Myths & Breakthroughs

Smooth, Simple, 89-Year Charts Don’t Reflect the Reality of Real-World Lifetime Investments

Financial companies use 89-year charts to convince their clients that investing is easy and that growth is certain as long as they buy and hold for the long term. Based on the Standard and Poor's 500 index, 89-year charts boost investor confidence and reduce concern regarding risk—two elements that are critical in convincing people to invest, which is the desired end result. The problem, however, is that the 89-year chart is misleading. It omits critical data and does not take into consideration the investor's Personal Period of Return® and individual lifetime investments.

89-Year Charts: Comforting, But Misleading

An 89-year chart is a graph that tracks the stock market's value over an historical period, typically beginning in 1926. Most of these charts trace the journey of a single dollar invested over that 89-year timeframe. If invested in large company stocks, that dollar becomes $3,045 over this timeframe. Invested in small company stocks, it grows to $15,532.

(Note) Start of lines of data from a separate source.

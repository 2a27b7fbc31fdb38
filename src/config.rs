use anyhow::{Context, Result, bail};
use std::path::PathBuf;
use credkit::{Cipher, EncryptionKey};
use tracing_subscriber::EnvFilter;

/// Environment variable holding the static encryption key.
pub const KEY_ENV: &str = "ENCRYPTION_KEY";

/// Loads `.env` from the working directory, if present.
///
/// Runs before logging is set up, so the caller reports the outcome.
pub fn load_dotenv() -> Result<Option<PathBuf>> {
    match dotenvy::dotenv() {
        Ok(path) => Ok(Some(path)),
        Err(e) if e.not_found() => Ok(None),
        Err(e) => Err(e).context("failed to read .env"),
    }
}

/// Sets up logging to stderr. `RUST_LOG` wins over `verbose`.
pub fn init_tracing(verbose: u8) {
    let default = match verbose {
        0 => "warn",
        1 => "credkit=debug",
        _ => "credkit=trace",
    };
    let filter = EnvFilter::try_from_default_env().unwrap_or_else(|_| EnvFilter::new(default));

    tracing_subscriber::fmt()
        .with_env_filter(filter)
        .with_writer(std::io::stderr)
        .with_target(false)
        .init();
}

/// Builds the cipher from the configured key.
pub fn load_cipher(key: Option<&str>) -> Result<Cipher> {
    let Some(key) = key else {
        bail!("no encryption key: pass --key or set {KEY_ENV}");
    };

    let key: EncryptionKey = key
        .parse()
        .context("encryption key must be 32 characters or 64 hex digits")?;
    Ok(Cipher::new(key))
}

This optimistic and encouraging presentation is designed to make investors consider what would happen if they invested not $1, but $1,000 dollars. Make an easy investment that requires no maintenance, wait until a few extra zeros accumulate and — poof! They're rich.

Hidden Flaw No. 1: The Chart Omits Fees

The 89-year chart tracks gross investment results, not net, so it does not account for fees. Real-world investors are likely to earn lower returns.

Hidden Flaw No. 2: Real Investors Don't Have 89 Years

Hopefully every investor will enjoy a nice, long, nine-decade life. No one, however, will invest from the day they are born until the day they die.

Research shows that most people begin investing in their late 20s or 30s. Some people might start with their very first job. Others may have to pay off student loans before they can start saving. Others may get divorced and have to start over in middle age. With the average target retirement age of 60-65 in the United States, most investors have between 20 and 42 years to invest.

This is their Personal Period of Return®, during which they must capture the most returns and make as few mistakes as possible.

Not only is 89 years an arbitrary and irrelevant time frame, but each personal period of growth takes place over a different market environment. Many investors who ended their investment journey and neared retirement in 2009 saw decades of work and savings wiped out in just two years. Those who began investing in 1894, 30 years before the Great Depression, were literally born to lose everything.

Hidden Flaw No. 3: Missing Data

Advisors may prefer the 89-year S&P 500 chart because it is pretty. It shows a smooth, steady, bottom-left to top-right climb that always grows through good and bad. A much more realistic data set is the one tracked by the Dow Jones Industrial Average, which dates to 1896.

This chart reveals a much less attractive, more volatile journey of radical growth spurts and dramatic crashes. This chart tells investors that there are two very different market environments, and one single strategy—namely, buy and hold—cannot prevail through both the times of smooth growth and the times of intense stress.

Hidden Flaw No. 4: Logarithmic Charts

Logarithmic charts, or log charts, space gains evenly over time. These charts operate on levels, with each level being 1,000 percent higher than the original. In the end, $1 going to $2 looks the same as $1 going to $100.

A radical, 57 percent loss barely registers, which intentionally can mislead investors into believing that major crashes are actually just tolerable dips. Major losses should be obvious, but log charts are another way that financial professionals may smooth things over when pitching to investors.

In order to understand the terrible damage that major crashes inflict, people must first believe that they happen. The 89-year chart intentionally paints a rosy picture that makes stock market crashes appear rare and tolerable. The smooth, consistent upward tick is designed to convince investors that they don't need a secondary strategy because buying, holding and never selling is the surest way to turn a $1,000 into a fortune.